Göç, cilt.3, sa.2, ss.166-174, 2016 (Hakemli Dergi)
Ayrılığın sürgün kokulusu olan göç, bir yıkım, bir yangındır. Bu yıkım ve yangının insana söylettikleri ise göçün hikâyesidir. 1 Kasım 1914, bir oldubitti ile savaşa katılan Osmanlı topraklarına Rusların girdiği tarihtir. Karadeniz‟de ilerleyişlerini sürdürürken 8 Martta Rize‟ye çıkan Rus askerleri, 30 Martta Sürmene‟yi işgal etmişti.

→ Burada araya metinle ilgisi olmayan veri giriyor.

use chrono::{DateTime, Utc};
use futures::stream::TryStreamExt;
use mongodb::{
    bson::{doc, oid::ObjectId, DateTime as BsonDateTime},
    options::FindOptions,
    Collection, Database,
};
use serde::{Deserialize, Serialize};

use crate::database::STANDUPS;
use crate::error::{AppError, Result};
use crate::progress::reducer::Completion;

#[derive(Clone, Copy, Serialize, Deserialize, Debug, PartialEq, Eq)]
#[serde(rename_all = "snake_case")]
pub enum StandupStatus {
    Scheduled,
    Completed,
}

#[derive(Clone, Debug, Deserialize, Serialize)]
pub struct Standup {
    #[serde(skip_serializing_if = "Option::is_none")]
    pub _id: Option<ObjectId>,
    pub supervisor_id: ObjectId,
    pub team_member_id: ObjectId,
    pub scheduled_at: BsonDateTime,
    pub meeting_link: String,
    pub status: StandupStatus,
    pub notes: Option<String>,
    pub created_at: BsonDateTime,
    pub completed_at: Option<BsonDateTime>,
}
#[derive(Debug, Deserialize)]
pub struct StandupRequest {
    pub team_member_id: String,
    pub scheduled_at: DateTime<Utc>,
    pub meeting_link: String,
}
#[derive(Debug, Default, Deserialize)]
pub struct StandupCompletion {
    pub notes: Option<String>,
}
#[derive(Debug, Serialize)]
pub struct StandupResponse {
    pub _id: String,
    pub supervisor_id: String,
    pub team_member_id: String,
    pub scheduled_at: DateTime<Utc>,
    pub meeting_link: String,
    pub status: StandupStatus,
    pub notes: Option<String>,
    pub completed_at: Option<DateTime<Utc>>,
}

impl Standup {
    fn collection(db: &Database) -> Collection<Standup> {
        db.collection::<Standup>(STANDUPS)
    }

    pub fn schedule(
        supervisor_id: ObjectId,
        team_member_id: ObjectId,
        scheduled_at: DateTime<Utc>,
        meeting_link: &str,
        now: DateTime<Utc>,
    ) -> Result<Standup> {
        let meeting_link = meeting_link.trim();
        if !(meeting_link.starts_with("https://") || meeting_link.starts_with("http://")) {
            return Err(AppError::validation("STANDUP_MUST_HAVE_VALID_LINK"));
        }
        Ok(Standup {
            _id: None,
            supervisor_id,
            team_member_id,
            scheduled_at: BsonDateTime::from_chrono(scheduled_at),
            meeting_link: meeting_link.to_string(),
            status: StandupStatus::Scheduled,
            notes: None,
            created_at: BsonDateTime::from_chrono(now),
            completed_at: None,
        })
    }

    pub fn complete(&mut self, completion: StandupCompletion, now: DateTime<Utc>) -> Result<()> {
        if self.status == StandupStatus::Completed {
            return Err(AppError::conflict("STANDUP_ALREADY_COMPLETED"));
        }
        self.status = StandupStatus::Completed;
        self.notes = completion.notes.filter(|notes| !notes.trim().is_empty());
        self.completed_at = Some(BsonDateTime::from_chrono(now));
        Ok(())
    }

    pub async fn save(&mut self, db: &Database) -> Result<ObjectId> {
        let _id = ObjectId::new();
        self._id = Some(_id);
        Self::collection(db).insert_one(&*self, None).await?;
        Ok(_id)
    }
    pub async fn save_completion(&self, db: &Database) -> Result<ObjectId> {
        let _id = self
            ._id
            .ok_or_else(|| AppError::not_found("STANDUP_NOT_FOUND"))?;
        let result = Self::collection(db)
            .update_one(
                doc! { "_id": _id, "status": "scheduled" },
                doc! { "$set": {
                    "status": "completed",
                    "notes": self.notes.clone(),
                    "completed_at": self.completed_at,
                } },
                None,
            )
            .await?;
        if result.matched_count == 0 {
            return Err(AppError::conflict("STANDUP_ALREADY_COMPLETED"));
        }
        Ok(_id)
    }
    pub async fn find_by_id(db: &Database, _id: &ObjectId) -> Result<Option<Standup>> {
        Ok(Self::collection(db).find_one(doc! { "_id": _id }, None).await?)
    }
    /// Standups the user takes part in, either as supervisor or as team member.
    pub async fn find_for_user(db: &Database, user_id: &ObjectId) -> Result<Vec<Standup>> {
        let options = FindOptions::builder().sort(doc! { "scheduled_at": 1 }).build();
        let cursor = Self::collection(db)
            .find(
                doc! { "$or": [
                    { "supervisor_id": user_id },
                    { "team_member_id": user_id },
                ] },
                options,
            )
            .await?;
        Ok(cursor.try_collect().await?)
    }
    /// Standups scheduled or completed at or after `since`.
    pub async fn find_by_member_since(
        db: &Database,
        user_id: &ObjectId,
        since: DateTime<Utc>,
    ) -> Result<Vec<Standup>> {
        let since = BsonDateTime::from_chrono(since);
        let options = FindOptions::builder().sort(doc! { "scheduled_at": 1 }).build();
        let cursor = Self::collection(db)
            .find(
                doc! {
                    "team_member_id": user_id,
                    "$or": [
                        { "scheduled_at": { "$gte": since } },
                        { "completed_at": { "$gte": since } },
                    ],
                },
                options,
            )
            .await?;
        Ok(cursor.try_collect().await?)
    }
}

impl Completion for Standup {
    fn completed_at(&self) -> Option<DateTime<Utc>> {
        match self.status {
            StandupStatus::Completed => {
                Some(self.completed_at.unwrap_or(self.scheduled_at).to_chrono())
            }
            StandupStatus::Scheduled => None,
        }
    }
}

impl From<&Standup> for StandupResponse {
    fn from(standup: &Standup) -> Self {
        StandupResponse {
            _id: standup._id.map(|id| id.to_hex()).unwrap_or_default(),
            supervisor_id: standup.supervisor_id.to_hex(),
            team_member_id: standup.team_member_id.to_hex(),
            scheduled_at: standup.scheduled_at.to_chrono(),
            meeting_link: standup.meeting_link.clone(),
            status: standup.status,
            notes: standup.notes.clone(),
            completed_at: standup.completed_at.map(|at| at.to_chrono()),
        }
    }
}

Bu tarihler itibariyle Karadeniz halkının batıya amansız göçü başlar. “Dönmek” hayali ile “gitmek”, yerini yurdunu terk etmek, hayatlarının en uzun iki yılını geçirmek zorunda kalan Trabzon halkı, “yol” boyunca “açlık” ve “salgın hastalıklarla” “mücadele” etti, birçoğu yollarda öldü. Onlardan geriye anılar kaldı, yanık türküler ve destanlar. Bu çalışmada savaş ve işgal merkezinde insanın hikâyesi anlatılmaktadır. Kaynak, Trabzon halkının “sürgün” duygusuyla “kıyamet” tasvirine dayandırdığı muhacirliği anlatan sözlü edebiyat ürünleridir. Bu dönemde üretilen, kısmen musikinin eşlik ettiği türkü, destan ve anlatılar değerlendirilecek, böylece insan algısında “göç”ün konumlandırılışı ortaya konulmaya çalışılacaktır.
Migration that exile scented of separation; is destruction, a fire. This destruction and fire what make people said is the story of migration. November 1, 1914 is the date of Russian‟s entrance into the territory of the Ottomans who went to war with a fait accompli. The Russian troops who came to Rize on March 8, occupied Sürmene on March 30 as continued their advance in Black Sea. As of these dates, Black Sea people‟s continuous migration to the west has begun. Trabzon people who go with dream of return, leave from hometown, forced to spend the longest two years of lives; struggled hunger and epidemic disease during the migration; many of them died in the road. Memories, folk songs and epics are left from them. This study describes the story of people who are in the center of war and occupation. Source is verbal literary products that tell the “muhacirlik” based on doomsday depiction with exile feeling of Trabzon people. Folk songs partly accompanied by music, legends and narratives will be evaluated, so that the human perception of migration will be tried to put forward.